Insomniac jailed for Kingswinford death crash
A pensioner who took a drive to help his insomnia, before falling asleep at the wheel and killing another man, was today starting a jail sentence of four years and eight months.
Insomniac Michael Worrall had gone out for a drive in his Vauxhall Astra to help him relax having not slept for three previous nights.
But tragedy struck when he fell asleep at the wheel and smashed into the back of Geoffrey Harris's car in Stallings Lane, Kingswinford.
At Wolverhampton Crown Court yesterday, Judge Michael Dudley banned the 70-year-old from driving for 10 years and urged him to never take control of a car again.
Prosecutor Miss Joanne Parker told the court that collision experts estimated that the defendant would have been driving at about 43mph along the 30mph route when his car crashed.
She said that if Worrall had been awake and alert, he would have had 12 seconds to stop his car before impact.
The force of the smash, which took place at about 5am on February 27 last year, saw the 56-year-old victim, from Abberley Road, Lower Gornal, thrown from his car, the court heard.

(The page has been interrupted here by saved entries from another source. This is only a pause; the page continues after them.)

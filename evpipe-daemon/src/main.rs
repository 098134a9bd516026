use anyhow::Result;
use clap::Parser;

use evpipe_core::config::EvpipeConfig;
use evpipe_core::registry;
use evpipe_daemon::cli::DaemonCli;
use evpipe_daemon::logging;
use evpipe_daemon::orchestrator::{Orchestrator, default_registry};

#[tokio::main]
async fn main() -> Result<()> {
    let cli = DaemonCli::parse();

    // 설정 로드: 파일 → 환경변수 → CLI 플래그 순으로 덮어씁니다.
    let mut config = EvpipeConfig::load(&cli.config)
        .await
        .map_err(|e| anyhow::anyhow!("failed to load config {}: {}", cli.config.display(), e))?;
    cli.apply_overrides(&mut config);
    config
        .validate()
        .map_err(|e| anyhow::anyhow!("invalid configuration: {}", e))?;

    if cli.validate {
        println!(
            "configuration OK: {} ({} stages)",
            cli.config.display(),
            config.stages.len()
        );
        return Ok(());
    }

    logging::init_tracing(&config.general)?;
    tracing::info!(config = %cli.config.display(), "evpipe-daemon starting");

    // 레지스트리는 스테이지 태스크를 띄우기 전에 고정합니다.
    let registry = registry::install(default_registry())
        .map_err(|e| anyhow::anyhow!("failed to install component registry: {}", e))?;

    let mut orchestrator = Orchestrator::build_from_config(config, registry)?;
    orchestrator.run().await?;

    tracing::info!("evpipe-daemon shut down");
    Ok(())
}
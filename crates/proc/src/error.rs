//! 변환 스테이지 에러 타입
//!
//! [`ProcError`]는 LPM/다이제스트 스테이지에서 발생하는 에러를 표현합니다.
//! `From<ProcError> for EvpipeError` 변환이 구현되어 있어
//! 생성자에서 `?` 연산자로 자연스럽게 전파할 수 있습니다.

use evpipe_core::error::{ConfigError, EvpipeError};

/// 변환 스테이지 도메인 에러
#[derive(Debug, thiserror::Error)]
pub enum ProcError {
    /// 프리픽스 파일을 열거나 읽을 수 없음
    #[error("prefix load error: {path}: {reason}")]
    PrefixLoad {
        /// 프리픽스 파일 경로
        path: String,
        /// 실패 사유
        reason: String,
    },

    /// 잘못된 프리픽스 문자열
    #[error("invalid prefix '{input}': {reason}")]
    InvalidPrefix {
        /// 입력 문자열
        input: String,
        /// 실패 사유
        reason: String,
    },

    /// 설정 에러
    #[error("config error: {field}: {reason}")]
    Config {
        /// 설정 필드명
        field: String,
        /// 에러 사유
        reason: String,
    },
}

impl From<ProcError> for EvpipeError {
    fn from(err: ProcError) -> Self {
        match err {
            ProcError::Config { field, reason } => {
                EvpipeError::Config(ConfigError::InvalidValue { field, reason })
            }
            ProcError::PrefixLoad { path, reason } => EvpipeError::Config(ConfigError::InvalidValue {
                field: "filepath".to_owned(),
                reason: format!("{path}: {reason}"),
            }),
            other => EvpipeError::Config(ConfigError::InvalidValue {
                field: "prefix".to_owned(),
                reason: other.to_string(),
            }),
        }
    }
}
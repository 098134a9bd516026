//! evpipe 공통 크레이트
//!
//! 파이프라인의 모든 스테이지 크레이트가 공유하는 타입과 계약을 정의합니다.
//!
//! - [`event`] / [`value`]: 스테이지 간 전달되는 이벤트와 필드 값
//! - [`component`]: 스테이지 생명주기 trait과 공통 런타임
//! - [`registry`]: 모듈 이름 → 생성자 매핑
//! - [`codec`]: 경계 어댑터용 라인 코덱
//! - [`graph`]: 스테이지 연결과 시작/정지
//! - [`config`]: 데몬 설정과 스테이지 옵션 변환
//! - [`error`]: 에러 계층
//! - [`metrics`]: 메트릭 이름

pub mod codec;
pub mod component;
pub mod config;
pub mod error;
pub mod event;
pub mod graph;
pub mod metrics;
pub mod registry;
pub mod value;

// --- 주요 타입 re-export ---
// 각 모듈의 핵심 타입을 크레이트 루트에서 바로 사용할 수 있도록 합니다.

// 에러
pub use error::{CodecError, ConfigError, EvpipeError, PipelineError, RegistryError};

// 설정
pub use config::{EvpipeConfig, Options, StageConfig, parse_options};

// 이벤트
pub use event::Event;
pub use value::{Fields, Value};

// 컴포넌트 계약
pub use component::{BoxFuture, Component, ComponentBase, EventReceiver, EventSender};

// 레지스트리
pub use registry::{Constructor, Registry};

// 코덱
pub use codec::{CodecKind, LineCodec};

// 그래프
pub use graph::{GraphOptions, PipelineGraph};
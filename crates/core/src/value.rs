//! 이벤트 필드 값 — 동적 타입을 닫힌 합 타입으로 표현합니다.
//!
//! 이벤트 페이로드는 필드 이름 → [`Value`] 매핑([`Fields`])입니다.
//! `serde_json::Value`와의 변환은 JSON 코덱과 LPM 메타데이터 로딩에서 사용됩니다.
//!
//! # 숫자 표현
//! JSON 숫자는 `arbitrary_precision` 원문을 기준으로 변환합니다.
//! - `i64`로 정확히 표현 가능한 정수 → [`Value::Int`]
//! - 소수/지수 표기 → [`Value::Float`]
//! - 그 외(범위를 넘는 정수 등) → [`Value::Decimal`] (원문 보존)

use std::collections::BTreeMap;
use std::fmt;

use bytes::Bytes;

/// 이벤트 필드 매핑 (키 순서가 결정적이어야 인코딩 결과가 안정적입니다)
pub type Fields = BTreeMap<String, Value>;

/// 이벤트 필드 값
#[derive(Debug, Clone, PartialEq)]
pub enum Value {
    /// 값 없음
    Null,
    /// 불리언
    Bool(bool),
    /// 64비트 정수
    Int(i64),
    /// 부동소수점
    Float(f64),
    /// `i64`/`f64`로 정확히 표현할 수 없는 숫자 리터럴 (원문 그대로)
    Decimal(String),
    /// 텍스트
    Text(String),
    /// 원시 바이트
    Bytes(Bytes),
    /// 값 목록
    List(Vec<Value>),
    /// 중첩 매핑
    Map(Fields),
}

impl Value {
    /// 로그 및 에러 메시지에 사용하는 타입 이름
    pub fn type_name(&self) -> &'static str {
        match self {
            Self::Null => "null",
            Self::Bool(_) => "bool",
            Self::Int(_) => "int",
            Self::Float(_) => "float",
            Self::Decimal(_) => "decimal",
            Self::Text(_) => "text",
            Self::Bytes(_) => "bytes",
            Self::List(_) => "list",
            Self::Map(_) => "map",
        }
    }

    /// 텍스트 값이면 참조를 반환합니다.
    pub fn as_str(&self) -> Option<&str> {
        match self {
            Self::Text(s) => Some(s),
            _ => None,
        }
    }

    /// 바이트 값이면 참조를 반환합니다.
    pub fn as_bytes(&self) -> Option<&Bytes> {
        match self {
            Self::Bytes(b) => Some(b),
            _ => None,
        }
    }

    /// `Null` 여부
    pub fn is_null(&self) -> bool {
        matches!(self, Self::Null)
    }

    /// JSON 값으로 변환합니다.
    ///
    /// 바이트는 소문자 hex 문자열, 유한하지 않은 float는 `null`로 표현됩니다.
    pub fn to_json(&self) -> serde_json::Value {
        match self {
            Self::Null => serde_json::Value::Null,
            Self::Bool(b) => serde_json::Value::Bool(*b),
            Self::Int(i) => serde_json::Value::Number((*i).into()),
            Self::Float(f) => serde_json::Number::from_f64(*f)
                .map(serde_json::Value::Number)
                .unwrap_or(serde_json::Value::Null),
            Self::Decimal(s) => s
                .parse::<serde_json::Number>()
                .map(serde_json::Value::Number)
                .unwrap_or_else(|_| serde_json::Value::String(s.clone())),
            Self::Text(s) => serde_json::Value::String(s.clone()),
            Self::Bytes(b) => serde_json::Value::String(hex::encode(b)),
            Self::List(items) => {
                serde_json::Value::Array(items.iter().map(Value::to_json).collect())
            }
            Self::Map(fields) => serde_json::Value::Object(fields_to_json(fields)),
        }
    }
}

fn number_to_value(n: &serde_json::Number) -> Value {
    if let Some(i) = n.as_i64() {
        return Value::Int(i);
    }
    let literal = n.to_string();
    let integral = !literal.contains(['.', 'e', 'E']);
    match n.as_f64() {
        Some(f) if !integral && f.is_finite() => Value::Float(f),
        _ => Value::Decimal(literal),
    }
}

impl From<serde_json::Value> for Value {
    fn from(v: serde_json::Value) -> Self {
        match v {
            serde_json::Value::Null => Self::Null,
            serde_json::Value::Bool(b) => Self::Bool(b),
            serde_json::Value::Number(n) => number_to_value(&n),
            serde_json::Value::String(s) => Self::Text(s),
            serde_json::Value::Array(items) => {
                Self::List(items.into_iter().map(Value::from).collect())
            }
            serde_json::Value::Object(map) => Self::Map(fields_from_json(map)),
        }
    }
}

/// JSON 객체를 [`Fields`]로 변환합니다.
pub fn fields_from_json(map: serde_json::Map<String, serde_json::Value>) -> Fields {
    map.into_iter().map(|(k, v)| (k, Value::from(v))).collect()
}

/// [`Fields`]를 JSON 객체로 변환합니다.
pub fn fields_to_json(fields: &Fields) -> serde_json::Map<String, serde_json::Value> {
    fields
        .iter()
        .map(|(k, v)| (k.clone(), v.to_json()))
        .collect()
}

/// 범용 문자열 표현 (CSV 인코딩 등에 사용)
///
/// float는 정수와 구별되도록 항상 소수점 또는 지수를 포함합니다.
impl fmt::Display for Value {
    fn fmt(&self, f: &mut fmt::Formatter<'_>) -> fmt::Result {
        match self {
            Self::Null => Ok(()),
            Self::Bool(b) => write!(f, "{b}"),
            Self::Int(i) => write!(f, "{i}"),
            Self::Float(x) => write!(f, "{x:?}"),
            Self::Decimal(s) | Self::Text(s) => f.write_str(s),
            Self::Bytes(b) => f.write_str(&hex::encode(b)),
            Self::List(_) | Self::Map(_) => write!(f, "{}", self.to_json()),
        }
    }
}

impl From<&str> for Value {
    fn from(s: &str) -> Self {
        Self::Text(s.to_owned())
    }
}

impl From<String> for Value {
    fn from(s: String) -> Self {
        Self::Text(s)
    }
}

impl From<i64> for Value {
    fn from(i: i64) -> Self {
        Self::Int(i)
    }
}

impl From<f64> for Value {
    fn from(x: f64) -> Self {
        Self::Float(x)
    }
}

impl From<bool> for Value {
    fn from(b: bool) -> Self {
        Self::Bool(b)
    }
}

impl From<Bytes> for Value {
    fn from(b: Bytes) -> Self {
        Self::Bytes(b)
    }
}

Mr Harris had been on his way to work when his car was hit and Worrall's vehicle travelled a further 110 metres after the crash.
Miss Parker said: "The defendant appears to have been oblivious before, during and after the impact."
After his arrest Worrall told police he was not sure what had happened.
He told the officers he had not been sleeping well for some time and it had been as though he was in a film when he had been "racing really fast".
Miss Parker said the pensioner, who told police he had been prescribed medication for his insomnia but had run out of sleeping tablets, "could and should" have seen Mr Harris – whose small car had a top speed of around 33mph.
Worrall, of Withern Way, Lower Gornal, admitted causing death by dangerous driving.
Defence barrister Mr Roy Paterson said Worrall, a former building worker, had expressed "deep and genuine remorse".
He added: "He wishes the clock could be turned back but sadly, it can't. This seems to be an extremely poor error of judgement."
Jailing Worrall, Judge Dudley told him: "On three occasions during the course of that night you made the conscious decision to drive your car.
"I find that frankly incredible because the reality is that the purpose of you driving your car was to try and get you to sleep."